I Don’t Do 360 Degree Performance Reviews — This Is Why
How 360 Degree Performance Reviews Undermine Equity & Inclusion
Question:
The results of my recent performance appraisal are disturbing. Most of my reviews (all anonymous) provide constructive feedback, but there are a few that criticize my “failure” to engage and encourage team members because I’m “overly confrontational.” My company does 360 degree reviews to prevent bias but I’m starting to doubt their objectivity. So my question is this: are 360 reviews effective at eliminating bias from the performance evaluation process?
Answer:
360 degree reviews seem like an effective way to mitigate rater bias from performance evaluations. In practice, however, that’s not always the case.
There’s a saying in data science that applies well to this situation: garbage in, garbage out. It doesn’t matter how robust your model is; if you input the model with bad data, your output will also be bad.
Now, I’m not calling your colleagues’ reviews of you garbage. No. The point is that 360 degree performance reviews do not guarantee good input data. Just because a 360 degree review collects more data points from a diverse set of stakeholders — colleagues, managers, and direct reports — doesn’t make them more reliable. More data does not mean better data.
Key Point #1: Everyone is prone to bias. Having more people evaluate your performance doesn’t make their opinions less biased.
Research published by Harvard Business Review found that only 15% of women managers and 24% of men managers were confident in the employee evaluation process, and most managers viewed the process as ”subjective and highly ambiguous.”
That’s concerning considering how more than half of the 100 large organizations surveyed at a performance management summit said they weren’t taking any steps to reduce bias in performance reviews.
And THAT is concerning because performance evaluations disproportionately disadvantage women. Women not only receive more critical, more negative, and more useless feedback than men, they also receive more feedback on their communication style.
A linguistic analysis found the word “abrasive” appeared 17 times in 13 separate performance reviews of women.
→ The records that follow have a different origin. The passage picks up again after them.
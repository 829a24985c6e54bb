//! Direct (bag) next-symbol model.
//!
//! Each output class `k` has one learned scalar per input id:
//! `logits[k] = weight[k][input] + bias[k]`. This is a per-symbol
//! logistic model with no hidden state.

use candle_core::{DType, Device, Tensor};

use super::ops::{self, softmax};
use crate::error::Result;

/// Per-input logistic model over a symbol vocabulary.
#[derive(Debug, Clone)]
pub struct DirectModel {
    /// Class-by-input logits [vocab_size, vocab_size].
    weight: Tensor,
    /// Output bias [vocab_size].
    bias: Tensor,
    vocab_size: usize,
}

impl DirectModel {
    /// Creates a model with uniform random weights and zero bias.
    pub fn new_random(vocab_size: usize, init_scale: f32, device: &Device) -> Result<Self> {
        Ok(Self {
            weight: ops::uniform(init_scale, (vocab_size, vocab_size), device)?,
            bias: Tensor::zeros(vocab_size, DType::F32, device)?,
            vocab_size,
        })
    }

    pub(crate) fn from_parts(weight: Tensor, bias: Tensor) -> Result<Self> {
        let vocab_size = bias.dim(0)?;
        Ok(Self {
            weight,
            bias,
            vocab_size,
        })
    }

    /// Returns the vocabulary size.
    pub fn vocab_size(&self) -> usize {
        self.vocab_size
    }

    /// Named parameter tensors in persistence order.
    pub fn named_tensors(&self) -> Vec<(&'static str, &Tensor)> {
        vec![("weight", &self.weight), ("bias", &self.bias)]
    }

    /// Next-symbol distribution [vocab_size] for one input id.
    pub fn forward(&self, input_id: u32) -> Result<Tensor> {
        let logits = self
            .weight
            .narrow(1, input_id as usize, 1)?
            .squeeze(1)?
            .add(&self.bias)?;
        softmax(&logits)
    }

    /// Distributions [T, vocab_size] for every input position.
    pub fn forward_batch(&self, ids: &[u32]) -> Result<Tensor> {
        let index = Tensor::from_vec(ids.to_vec(), ids.len(), self.weight.device())?;
        let logits = self
            .weight
            .t()?
            .contiguous()?
            .index_select(&index, 0)?
            .broadcast_add(&self.bias)?;
        softmax(&logits)
    }

    /// One epoch of the selected-column update.
    ///
    /// Only columns of input ids present in `inputs` change:
    ///
    /// ```text
    /// dy_t        = p_t - one_hot(target_t)
    /// weight[:,j] -= lr * Σ_{t: x_t = j} dy_t
    /// bias        -= lr * Σ_t dy_t
    /// ```
    ///
    /// Returns the summed cross-entropy loss of the forward pass.
    pub fn train_epoch(
        &mut self,
        inputs: &[u32],
        targets: &[u32],
        learning_rate: f32,
    ) -> Result<f32> {
        let probs = self.forward_batch(inputs)?;
        let loss = ops::cross_entropy_sum(&probs, targets)?;

        let device = probs.device();
        let dy = probs.sub(&ops::one_hot_rows(targets, self.vocab_size, device)?)?;
        let selected = ops::one_hot_rows(inputs, self.vocab_size, device)?;

        let lr = learning_rate as f64;
        let grad_weight = dy.t()?.contiguous()?.matmul(&selected)?;
        let grad_bias = dy.sum(0)?;
        self.weight = self.weight.sub(&grad_weight.affine(lr, 0.0)?)?;
        self.bias = self.bias.sub(&grad_bias.affine(lr, 0.0)?)?;

        Ok(loss)
    }
}
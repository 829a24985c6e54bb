//! nano-textgen server binary.

use std::path::PathBuf;
use std::sync::Arc;

use anyhow::{Context, Result};
use clap::Parser;
use nano_textgen::{
    server, telemetry, Architecture, AppContext, Corpus, MarkovChain, ModelConfig, NeuralEngine,
    SamplingConfig, ServerConfig, SymbolLevel, TrainingConfig, UnknownSymbolPolicy,
};
use tracing::info;

#[derive(Parser, Debug)]
#[command(name = "nano-textgen")]
#[command(about = "Toy next-symbol text generator with an HTTP front end")]
struct Args {
    /// Server host address
    #[arg(long, default_value = "0.0.0.0")]
    host: String,

    /// Server port
    #[arg(long, env = "PORT", default_value = "3000")]
    port: u16,

    /// Weight file to load, or to write after training
    #[arg(long, default_value = "weights.json")]
    weights: PathBuf,

    /// Corpus file, one record per non-empty line (built-in sample if omitted)
    #[arg(long)]
    corpus: Option<PathBuf>,

    /// Symbol granularity
    #[arg(long, value_enum, default_value = "char")]
    level: SymbolLevel,

    /// Forward-pass shape
    #[arg(long, value_enum, default_value = "recurrent")]
    architecture: Architecture,

    /// Hidden dimension of the recurrent shape
    #[arg(long, default_value = "50")]
    hidden_size: usize,

    /// Context window length used during generation
    #[arg(long, default_value = "16")]
    seq_length: usize,

    /// Training epochs
    #[arg(long, default_value = "50")]
    epochs: usize,

    /// Training step size
    #[arg(long, default_value = "0.01")]
    learning_rate: f32,

    /// Train even if the weight file exists
    #[arg(long)]
    retrain: bool,

    /// Upper bound on the requested generation length
    #[arg(long, default_value = "500")]
    max_tokens: usize,

    /// Default generation length when a request omits it
    #[arg(long, default_value = "100")]
    default_length: usize,

    /// Fixed RNG seed for every request without its own seed
    #[arg(long)]
    seed: Option<u64>,

    /// Handling of seed symbols outside the vocabulary
    #[arg(long, value_enum, default_value = "skip")]
    unknown_symbols: UnknownSymbolPolicy,

    /// Log level (trace, debug, info, warn, error); RUST_LOG takes precedence
    #[arg(long, default_value = "info")]
    log_level: String,
}

#[tokio::main]
async fn main() -> Result<()> {
    let args = Args::parse();
    telemetry::init_tracing(&args.log_level);
    info!(version = env!("CARGO_PKG_VERSION"), "Starting nano-textgen");

    let corpus = match &args.corpus {
        Some(path) => Corpus::from_file(path)
            .with_context(|| format!("failed to read corpus {}", path.display()))?,
        None => Corpus::sample(),
    };

    let model_config = ModelConfig {
        architecture: args.architecture,
        level: args.level,
        hidden_size: args.hidden_size,
        seq_length: args.seq_length,
        ..ModelConfig::default()
    };
    let training = TrainingConfig {
        epochs: args.epochs,
        learning_rate: args.learning_rate,
    };

    let engine = if args.retrain {
        let (engine, report) = NeuralEngine::train(&corpus, model_config, &training)?;
        engine
            .save(&args.weights)
            .with_context(|| format!("failed to save weights to {}", args.weights.display()))?;
        info!(final_loss = ?report.final_loss(), "Retrained model");
        engine
    } else {
        NeuralEngine::load_or_train(&args.weights, &corpus, model_config, &training)
            .with_context(|| format!("failed to load weights from {}", args.weights.display()))?
    };

    let markov = MarkovChain::build(&corpus, engine.config().level);
    info!(
        architecture = engine.config().architecture.as_str(),
        level = engine.config().level.as_str(),
        vocab_size = engine.config().vocab_size,
        markov_states = markov.num_states(),
        "Models ready"
    );

    let sampling = SamplingConfig {
        max_tokens: args.default_length,
        seed: args.seed,
        unknown_symbols: args.unknown_symbols,
    };
    let context = Arc::new(AppContext::new(engine, markov, sampling, args.max_tokens));
    let config = ServerConfig {
        host: args.host,
        port: args.port,
    };

    server::serve(&config, context).await?;
    Ok(())
}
The same word appeared zero times in men’s performance reviews.
And THAT is concerning because…
Key Point #2: Biased reviews feed inequity loops because these reviews determine how people get paid and who gets promoted.
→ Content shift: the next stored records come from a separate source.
//! HTTP tests driving the router directly.

use std::sync::Arc;

use axum::{
    body::{to_bytes, Body},
    http::{header, Method, Request, StatusCode},
    Router,
};
use nano_textgen::server::{
    GenerateResponse, HealthResponse, MarkovResponse, TranslateResponse, NO_CONTINUATION,
};
use nano_textgen::{
    create_app, AppContext, Corpus, FinishReason, Language, MarkovChain, ModelConfig,
    NeuralEngine, SamplingConfig, SymbolLevel, TrainingConfig,
};
use tower::ServiceExt;

fn app() -> Router {
    let corpus = Corpus::new(["the cat sat", "the cat ran"]);
    let config = ModelConfig {
        level: SymbolLevel::Word,
        hidden_size: 8,
        ..ModelConfig::default()
    };
    let training = TrainingConfig {
        epochs: 3,
        learning_rate: 0.05,
    };
    let (engine, _) = NeuralEngine::train(&corpus, config, &training).unwrap();
    let markov = MarkovChain::build(&corpus, SymbolLevel::Word);
    let sampling = SamplingConfig {
        max_tokens: 5,
        ..SamplingConfig::default()
    };
    create_app(Arc::new(AppContext::new(engine, markov, sampling, 10)))
}

fn post_json(uri: &str, body: &str) -> Request<Body> {
    Request::builder()
        .method(Method::POST)
        .uri(uri)
        .header(header::CONTENT_TYPE, "application/json")
        .body(Body::from(body.to_string()))
        .unwrap()
}

async fn body_json<T: serde::de::DeserializeOwned>(response: axum::response::Response) -> T {
    let bytes = to_bytes(response.into_body(), usize::MAX).await.unwrap();
    serde_json::from_slice(&bytes).unwrap()
}

#[tokio::test]
async fn test_generate_echoes_seed() {
    let response = app()
        .oneshot(post_json("/generate", r#"{"input": "the cat", "length": 4, "seed": 1}"#))
        .await
        .unwrap();
    assert_eq!(response.status(), StatusCode::OK);

    let body: GenerateResponse = body_json(response).await;
    assert!(body.output.starts_with("the cat "));
    assert_eq!(body.generated, 4);
    assert_eq!(body.finish_reason, FinishReason::MaxTokens);
    assert_eq!(body.language, Language::English);
}

#[tokio::test]
async fn test_generate_length_defaults_and_caps() {
    let body: GenerateResponse = body_json(
        app()
            .oneshot(post_json("/generate", r#"{"input": "cat"}"#))
            .await
            .unwrap(),
    )
    .await;
    assert_eq!(body.generated, 5);

    let body: GenerateResponse = body_json(
        app()
            .oneshot(post_json("/generate", r#"{"input": "cat", "length": 1000}"#))
            .await
            .unwrap(),
    )
    .await;
    assert_eq!(body.generated, 10);
}

#[tokio::test]
async fn test_generate_is_reproducible_with_seed() {
    let request = r#"{"input": "the", "length": 8, "seed": 42}"#;
    let mut outputs = Vec::new();
    for _ in 0..2 {
        let response = app().oneshot(post_json("/generate", request)).await.unwrap();
        let body: GenerateResponse = body_json(response).await;
        outputs.push(body.output);
    }
    assert_eq!(outputs[0], outputs[1]);
}

#[tokio::test]
async fn test_invalid_json_is_bad_request() {
    for uri in ["/generate", "/markov", "/translate"] {
        let response = app().oneshot(post_json(uri, "{not json")).await.unwrap();
        assert_eq!(response.status(), StatusCode::BAD_REQUEST, "{uri}");

        let body: serde_json::Value = body_json(response).await;
        assert_eq!(body["error"], "Invalid JSON");
    }
}

#[tokio::test]
async fn test_markov_continuation() {
    let response = app()
        .oneshot(post_json("/markov", r#"{"input": "the cat", "length": 1}"#))
        .await
        .unwrap();
    assert_eq!(response.status(), StatusCode::OK);

    let body: MarkovResponse = body_json(response).await;
    assert!(body.output == "sat" || body.output == "ran", "{}", body.output);
}

#[tokio::test]
async fn test_markov_placeholder_when_nothing_generated() {
    let body: MarkovResponse = body_json(
        app()
            .oneshot(post_json("/markov", r#"{"input": "dog", "length": 3}"#))
            .await
            .unwrap(),
    )
    .await;
    assert_eq!(body.output, NO_CONTINUATION);
    assert_eq!(body.generated, 0);
    assert_eq!(body.finish_reason, FinishReason::NoSuccessors);
}

#[tokio::test]
async fn test_translate() {
    let body: TranslateResponse = body_json(
        app()
            .oneshot(post_json("/translate", r#"{"text": "hello world"}"#))
            .await
            .unwrap(),
    )
    .await;
    assert_eq!(body.language, Language::English);
    assert_eq!(body.target, Language::Russian);
    assert_eq!(body.translation, "привет мир");

    let body: TranslateResponse = body_json(
        app()
            .oneshot(post_json("/translate", r#"{"text": "привет", "target": "en"}"#))
            .await
            .unwrap(),
    )
    .await;
    assert_eq!(body.language, Language::Russian);
    assert_eq!(body.translation, "hello");
}

#[tokio::test]
async fn test_health() {
    let response = app()
        .oneshot(Request::get("/health").body(Body::empty()).unwrap())
        .await
        .unwrap();
    assert_eq!(response.status(), StatusCode::OK);

    let body: HealthResponse = body_json(response).await;
    assert_eq!(body.status, "ok");
    assert_eq!(body.architecture, "recurrent");
    assert_eq!(body.level, "word");
    assert_eq!(body.vocab_size, 4);
    assert_eq!(body.markov_states, 3);
}

#[tokio::test]
async fn test_frontend_pages() {
    for uri in ["/", "/frontend.html"] {
        let response = app()
            .oneshot(Request::get(uri).body(Body::empty()).unwrap())
            .await
            .unwrap();
        assert_eq!(response.status(), StatusCode::OK);
        let content_type = response.headers()[header::CONTENT_TYPE].to_str().unwrap();
        assert!(content_type.starts_with("text/html"));
    }
}

#[tokio::test]
async fn test_unknown_route() {
    let response = app()
        .oneshot(Request::get("/nope").body(Body::empty()).unwrap())
        .await
        .unwrap();
    assert_eq!(response.status(), StatusCode::NOT_FOUND);

    let bytes = to_bytes(response.into_body(), usize::MAX).await.unwrap();
    assert_eq!(&bytes[..], b"Not Found");
}

#[tokio::test]
async fn test_cors_preflight() {
    let request = Request::builder()
        .method(Method::OPTIONS)
        .uri("/generate")
        .header(header::ORIGIN, "http://example.com")
        .header(header::ACCESS_CONTROL_REQUEST_METHOD, "POST")
        .body(Body::empty())
        .unwrap();

    let response = app().oneshot(request).await.unwrap();
    assert!(response.status().is_success());
    assert!(response
        .headers()
        .contains_key(header::ACCESS_CONTROL_ALLOW_ORIGIN));
}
Performance evaluations might feel like a check-the-box-for-HR type of activity, but they are much more than that. They play an important role in the employee lifecycle, specifically in influencing promotion and compensation decisions.
Pipeline found through its implementations that men receive promotions at a 21% greater rate than women. For Black women, the gender promotion gap doubles.
One key way to shrink the promotion gap is to de-bias the inputs (i.e. performance evaluations) that determine who is promoted. Remember the equation: biased data in = biased data out = suboptimal decision-making.
Key Point #3: Use advanced technology to remove bias from the employee lifecycle, starting with performance reviews.
So how can you de-bias performance evaluations? As we’ve discussed, it’s not necessarily by collecting more performance evaluations. And as I’ve written about earlier, it’s not necessarily by conducting more implicit bias training, either.
The solution is AI. Currently, 65% of HR professionals believe AI can improve D&I. They’re right. Powerful technologies exist (such as machine learning and NLP) that can read and root out bias from performance reviews. Companies can hardwire these solutions into their evaluation processes to detect, mitigate, and overcome bias. This is the future of work.